Undistributed earnings of our foreign subsidiaries amounted to approximately $752 million as of March 31,
2015. Those earnings are considered to be indefinitely reinvested and, accordingly, no U.S. income taxes have
been provided thereon. Upon distribution of those earnings in the form of dividends or otherwise, we would be
subject to both U.S. income taxes (subject to an adjustment for foreign tax credits) and withholding taxes payable
to various foreign countries. It is not practicable to determine the income tax liability that might be incurred if
these earnings were to be distributed.
The components of net deferred tax assets, as of March 31, 2015 and 2014 consisted of (in millions):
As of March 31,
2015 2014
Deferred tax assets:
Accruals, reserves and other expenses ............................................. $193 $163
Tax credit carryforwards ....................................................... 358 462
Stock-based compensation ...................................................... 35 43
Net operating loss & capital loss carryforwards ...................................... 53 199
Total ..................................................................... 639 867
Valuation allowance ........................................................... (555) (675)

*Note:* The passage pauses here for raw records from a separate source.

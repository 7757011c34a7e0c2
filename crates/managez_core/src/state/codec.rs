//! XML document form of the task list.
//!
//! ```text
//! <Tasks nextTaskId="4">
//!   <Task id="1" text="..." completed="0" priority="3" category="1"/>
//! </Tasks>
//! ```
//!
//! # Invariants
//! - Enum fields are written as raw ordinals.
//! - Out-of-range ordinals decode to `Priority::None` / `Category::General`.
//! - Decoded ids are pairwise distinct and below the decoded counter.

use crate::model::task::{Category, Priority, Task, TaskId};
use crate::service::task_list::TaskListModel;
use crate::state::{StateError, StateResult};
use log::warn;
use quick_xml::escape::escape;
use quick_xml::events::attributes::Attribute;
use quick_xml::events::{BytesDecl, BytesEnd, BytesStart, Event};
use quick_xml::{Reader, Writer};
use std::collections::BTreeSet;

const ROOT_TAG: &str = "Tasks";
const TASK_TAG: &str = "Task";
const ATTR_NEXT_TASK_ID: &str = "nextTaskId";
const ATTR_ID: &str = "id";
const ATTR_TEXT: &str = "text";
const ATTR_COMPLETED: &str = "completed";
const ATTR_PRIORITY: &str = "priority";
const ATTR_CATEGORY: &str = "category";

/// Task sequence and counter read back from a document.
#[derive(Debug, Clone, PartialEq, Eq)]
pub struct DecodedState {
    pub tasks: Vec<Task>,
    pub next_task_id: TaskId,
}

/// Writes the model as a UTF-8 XML document.
pub fn encode_xml(model: &TaskListModel) -> StateResult<String> {
    let mut writer = Writer::new(Vec::new());
    write_event(
        &mut writer,
        Event::Decl(BytesDecl::new("1.0", Some("UTF-8"), None)),
    )?;

    let next_task_id = model.next_task_id().to_string();
    let mut root = BytesStart::new(ROOT_TAG);
    root.push_attribute((ATTR_NEXT_TASK_ID, next_task_id.as_str()));
    write_event(&mut writer, Event::Start(root))?;

    for task in model.tasks() {
        let id = task.id.to_string();
        let priority = task.priority.ordinal().to_string();
        let category = task.category.ordinal().to_string();
        let mut element = BytesStart::new(TASK_TAG);
        element.push_attribute((ATTR_ID, id.as_str()));
        let text = escape_text_attribute(&task.text);
        element.push_attribute(Attribute::from((ATTR_TEXT.as_bytes(), text.as_bytes())));
        element.push_attribute((ATTR_COMPLETED, if task.completed { "1" } else { "0" }));
        element.push_attribute((ATTR_PRIORITY, priority.as_str()));
        element.push_attribute((ATTR_CATEGORY, category.as_str()));
        write_event(&mut writer, Event::Empty(element))?;
    }

    write_event(&mut writer, Event::End(BytesEnd::new(ROOT_TAG)))?;

    String::from_utf8(writer.into_inner()).map_err(|err| StateError::Write(err.to_string()))
}

/// Parses a task list document.
///
/// # Errors
/// - `Malformed` when the text is not well-formed or has no root element.
/// - `WrongRootTag` when the root element is not `Tasks`.
/// - `DuplicateTaskId` when two tasks carry the same explicit id.
pub fn decode_xml(text: &str) -> StateResult<DecodedState> {
    let mut reader = Reader::from_str(text);
    reader.config_mut().trim_text(true);

    let mut stored_next_id: Option<TaskId> = None;
    let mut raw_tasks: Vec<RawTask> = Vec::new();
    let mut saw_root = false;
    let mut root_closed = false;
    let mut depth = 0usize;

    loop {
        let event = reader
            .read_event()
            .map_err(|err| StateError::Malformed(err.to_string()))?;
        match event {
            Event::Eof => break,
            // Trailing content after the root element is ignored.
            _ if root_closed => {}
            Event::Start(element) => {
                if !saw_root {
                    stored_next_id = read_root(&element)?;
                    saw_root = true;
                } else if depth == 1 && element.name().as_ref() == TASK_TAG.as_bytes() {
                    raw_tasks.push(read_task(&element)?);
                }
                depth += 1;
            }
            Event::Empty(element) => {
                if !saw_root {
                    stored_next_id = read_root(&element)?;
                    saw_root = true;
                    root_closed = true;
                } else if depth == 1 && element.name().as_ref() == TASK_TAG.as_bytes() {
                    raw_tasks.push(read_task(&element)?);
                }
            }
            Event::End(_) => {
                depth = depth.saturating_sub(1);
                if saw_root && depth == 0 {
                    root_closed = true;
                }
            }
            _ => {}
        }
    }

    if !saw_root {
        return Err(StateError::Malformed("document has no root element".to_string()));
    }
    if !root_closed {
        return Err(StateError::Malformed("root element is not closed".to_string()));
    }

    assemble(raw_tasks, stored_next_id.unwrap_or(1))
}

fn write_event(writer: &mut Writer<Vec<u8>>, event: Event<'_>) -> StateResult<()> {
    writer
        .write_event(event)
        .map_err(|err| StateError::Write(err.to_string()))
}

/// Escapes markup plus tab/CR/LF as character references.
///
/// Literal whitespace in attribute values is normalized to spaces by
/// conforming readers; references survive.
fn escape_text_attribute(text: &str) -> String {
    let mut escaped = String::with_capacity(text.len());
    for ch in escape(text).chars() {
        match ch {
            '\t' => escaped.push_str("&#9;"),
            '\n' => escaped.push_str("&#10;"),
            '\r' => escaped.push_str("&#13;"),
            other => escaped.push(other),
        }
    }
    escaped
}

/// Attribute values of one `Task` element before defaults are applied.
#[derive(Debug, Default)]
struct RawTask {
    id: Option<TaskId>,
    text: Option<String>,
    completed: Option<bool>,
    priority: Option<i64>,
    category: Option<i64>,
}

fn read_root(element: &BytesStart<'_>) -> StateResult<Option<TaskId>> {
    let name = element.name();
    if name.as_ref() != ROOT_TAG.as_bytes() {
        return Err(StateError::WrongRootTag(
            String::from_utf8_lossy(name.as_ref()).into_owned(),
        ));
    }

    let mut next_task_id = None;
    for attribute in element.attributes() {
        let attribute = attribute.map_err(|err| StateError::Malformed(err.to_string()))?;
        if attribute.key.as_ref() == ATTR_NEXT_TASK_ID.as_bytes() {
            let value = attribute
                .unescape_value()
                .map_err(|err| StateError::Malformed(err.to_string()))?;
            next_task_id = parse_task_id(&value);
        }
    }
    Ok(next_task_id)
}

fn read_task(element: &BytesStart<'_>) -> StateResult<RawTask> {
    let mut raw = RawTask::default();
    for attribute in element.attributes() {
        let attribute = attribute.map_err(|err| StateError::Malformed(err.to_string()))?;
        let value = attribute
            .unescape_value()
            .map_err(|err| StateError::Malformed(err.to_string()))?;
        match attribute.key.as_ref() {
            key if key == ATTR_ID.as_bytes() => raw.id = parse_task_id(&value),
            key if key == ATTR_TEXT.as_bytes() => raw.text = Some(value.into_owned()),
            key if key == ATTR_COMPLETED.as_bytes() => raw.completed = Some(parse_bool(&value)),
            key if key == ATTR_PRIORITY.as_bytes() => raw.priority = Some(parse_ordinal(&value)),
            key if key == ATTR_CATEGORY.as_bytes() => raw.category = Some(parse_ordinal(&value)),
            _ => {}
        }
    }
    Ok(raw)
}

fn assemble(raw_tasks: Vec<RawTask>, stored_next_id: TaskId) -> StateResult<DecodedState> {
    let mut seen = BTreeSet::new();
    for id in raw_tasks.iter().filter_map(|raw| raw.id) {
        if !seen.insert(id) {
            return Err(StateError::DuplicateTaskId(id));
        }
    }

    let mut next_task_id = seen
        .last()
        .map(|max| max + 1)
        .unwrap_or(1)
        .max(stored_next_id)
        .max(1);

    let mut tasks = Vec::with_capacity(raw_tasks.len());
    for raw in raw_tasks {
        let id = match raw.id {
            Some(id) => id,
            None => {
                let id = next_task_id;
                next_task_id = next_task_id
                    .checked_add(1)
                    .ok_or_else(|| StateError::Malformed("task id space exhausted".to_string()))?;
                id
            }
        };
        tasks.push(Task {
            id,
            text: raw.text.unwrap_or_default(),
            completed: raw.completed.unwrap_or(false),
            priority: raw.priority.map(priority_or_default).unwrap_or_default(),
            category: raw.category.map(category_or_default).unwrap_or_default(),
        });
    }

    Ok(DecodedState {
        tasks,
        next_task_id,
    })
}

/// Ids are positive and leave room for one more counter step.
fn parse_task_id(value: &str) -> Option<TaskId> {
    value
        .trim()
        .parse::<TaskId>()
        .ok()
        .filter(|id| (1..TaskId::MAX).contains(id))
}

/// Unparsable ordinals map to `-1`, which is out of range for every enum.
fn parse_ordinal(value: &str) -> i64 {
    value.trim().parse::<i64>().unwrap_or(-1)
}

/// Accepts `1`, `true`, `yes` and friends by first character.
fn parse_bool(value: &str) -> bool {
    matches!(
        value.trim().chars().next(),
        Some('1' | 't' | 'T' | 'y' | 'Y')
    )
}

fn priority_or_default(ordinal: i64) -> Priority {
    Priority::from_ordinal(ordinal).unwrap_or_else(|| {
        warn!(
            "event=state_decode module=state status=clamped field=priority value={}",
            ordinal
        );
        Priority::None
    })
}

fn category_or_default(ordinal: i64) -> Category {
    Category::from_ordinal(ordinal).unwrap_or_else(|| {
        warn!(
            "event=state_decode module=state status=clamped field=category value={}",
            ordinal
        );
        Category::General
    })
}
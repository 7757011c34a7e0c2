//! Task list model and derived queries.
//!
//! # Responsibility
//! - Hold the single mutable checklist owned by one host session.
//! - Keep the view layer decoupled from persistence and template details.

pub mod progress;
pub mod task_list;
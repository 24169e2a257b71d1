//! Constant-Product Math Property Tests
//!
//! These tests check properties the pair contract guarantees for any
//! reserves: swaps never shrink the invariant, router inverses round in the
//! pool's favor, and a solved swap moves the pool onto its target.

use calibrator_amm::{AmmError, PoolReserves, RatioSolver, SolverMode, TargetRatio, V2Math, U256, U512};
use proptest::prelude::*;
use rust_decimal_macros::dec;

prop_compose! {
    fn reserve()
        (units in 1_000u64..10_000_000_000u64) -> U256 {
        U256::from(units) * U256::exp10(12)
    }
}

prop_compose! {
    fn pool()
        (base in reserve(), quote in reserve()) -> PoolReserves {
        PoolReserves::new(base, quote)
    }
}

prop_compose! {
    fn target()
        (base in 1u64..10_000u64, quote in 1u64..10_000u64) -> TargetRatio {
        TargetRatio::new(U256::from(base), U256::from(quote)).unwrap()
    }
}

fn apply(reserves: &PoolReserves, base_to_quote: bool, amount_in: U256, amount_out: U256) -> PoolReserves {
    if base_to_quote {
        PoolReserves::new(reserves.base + amount_in, reserves.quote - amount_out)
    } else {
        PoolReserves::new(reserves.base - amount_out, reserves.quote + amount_in)
    }
}

proptest! {
    /// Property: the invariant never decreases across a swap
    #[test]
    fn swap_never_shrinks_invariant(
        reserves in pool(),
        fraction in 1u64..1000u64,
        base_to_quote in any::<bool>(),
    ) {
        let (reserve_in, reserve_out) = reserves.directional(base_to_quote);
        let amount_in = reserve_in * U256::from(fraction) / U256::from(100u64);
        let amount_out = V2Math::get_amount_out(amount_in, reserve_in, reserve_out).unwrap();
        prop_assert!(amount_out < reserve_out);

        let after = apply(&reserves, base_to_quote, amount_in, amount_out);
        prop_assert!(after.invariant() >= reserves.invariant());
    }

    /// Property: paying `get_amount_in` always buys at least the asked amount
    #[test]
    fn amount_in_covers_amount_out(
        reserves in pool(),
        per_mille in 1u64..999u64,
    ) {
        let wanted = reserves.quote * U256::from(per_mille) / U256::from(1000u64);
        prop_assume!(!wanted.is_zero());
        let paid = V2Math::get_amount_in(wanted, reserves.base, reserves.quote).unwrap();
        let received = V2Math::get_amount_out(paid, reserves.base, reserves.quote).unwrap();
        prop_assert!(received >= wanted,
                    "paid {} for {} but received {}", paid, wanted, received);
    }

    /// Property: integer square root is the floor of the real one
    #[test]
    fn sqrt_is_floor(high in any::<u128>(), low in any::<u128>()) {
        let value = (U512::from(high) << 128) | U512::from(low);
        let root = V2Math::integer_sqrt(value);
        prop_assert!(root * root <= value);
        let next = root + U512::one();
        prop_assert!(next * next > value);
    }

    /// Property: the exact solver lands on the target up to integer rounding
    #[test]
    fn exact_solution_meets_target(reserves in pool(), goal in target()) {
        let plan = match RatioSolver::new(SolverMode::Exact).solve(&reserves, &goal) {
            Ok(plan) if !plan.is_no_op() => plan,
            // already on target, or too close for a whole-unit swap
            Ok(_) | Err(AmmError::PrecisionLoss { .. }) => return Ok(()),
            Err(error) => return Err(TestCaseError::fail(error.to_string())),
        };
        let after = apply(&reserves, plan.base_to_quote, plan.amount_in, plan.amount_out);
        let deviation = goal.deviation(&after).unwrap();
        prop_assert!(deviation < dec!(0.0001),
                    "{}:{} missed by {}", goal.base, goal.quote, deviation);
    }
}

Deferred tax assets, net of valuation allowance .................................... 84 192
Deferred tax liabilities:
Depreciation ................................................................. (9) (12)
State effect on federal taxes ..................................................... (62) (63)
Amortization ................................................................. (23) (28)
Prepaids and other liabilities .................................................... (8) (9)
Total ..................................................................... (102) (112)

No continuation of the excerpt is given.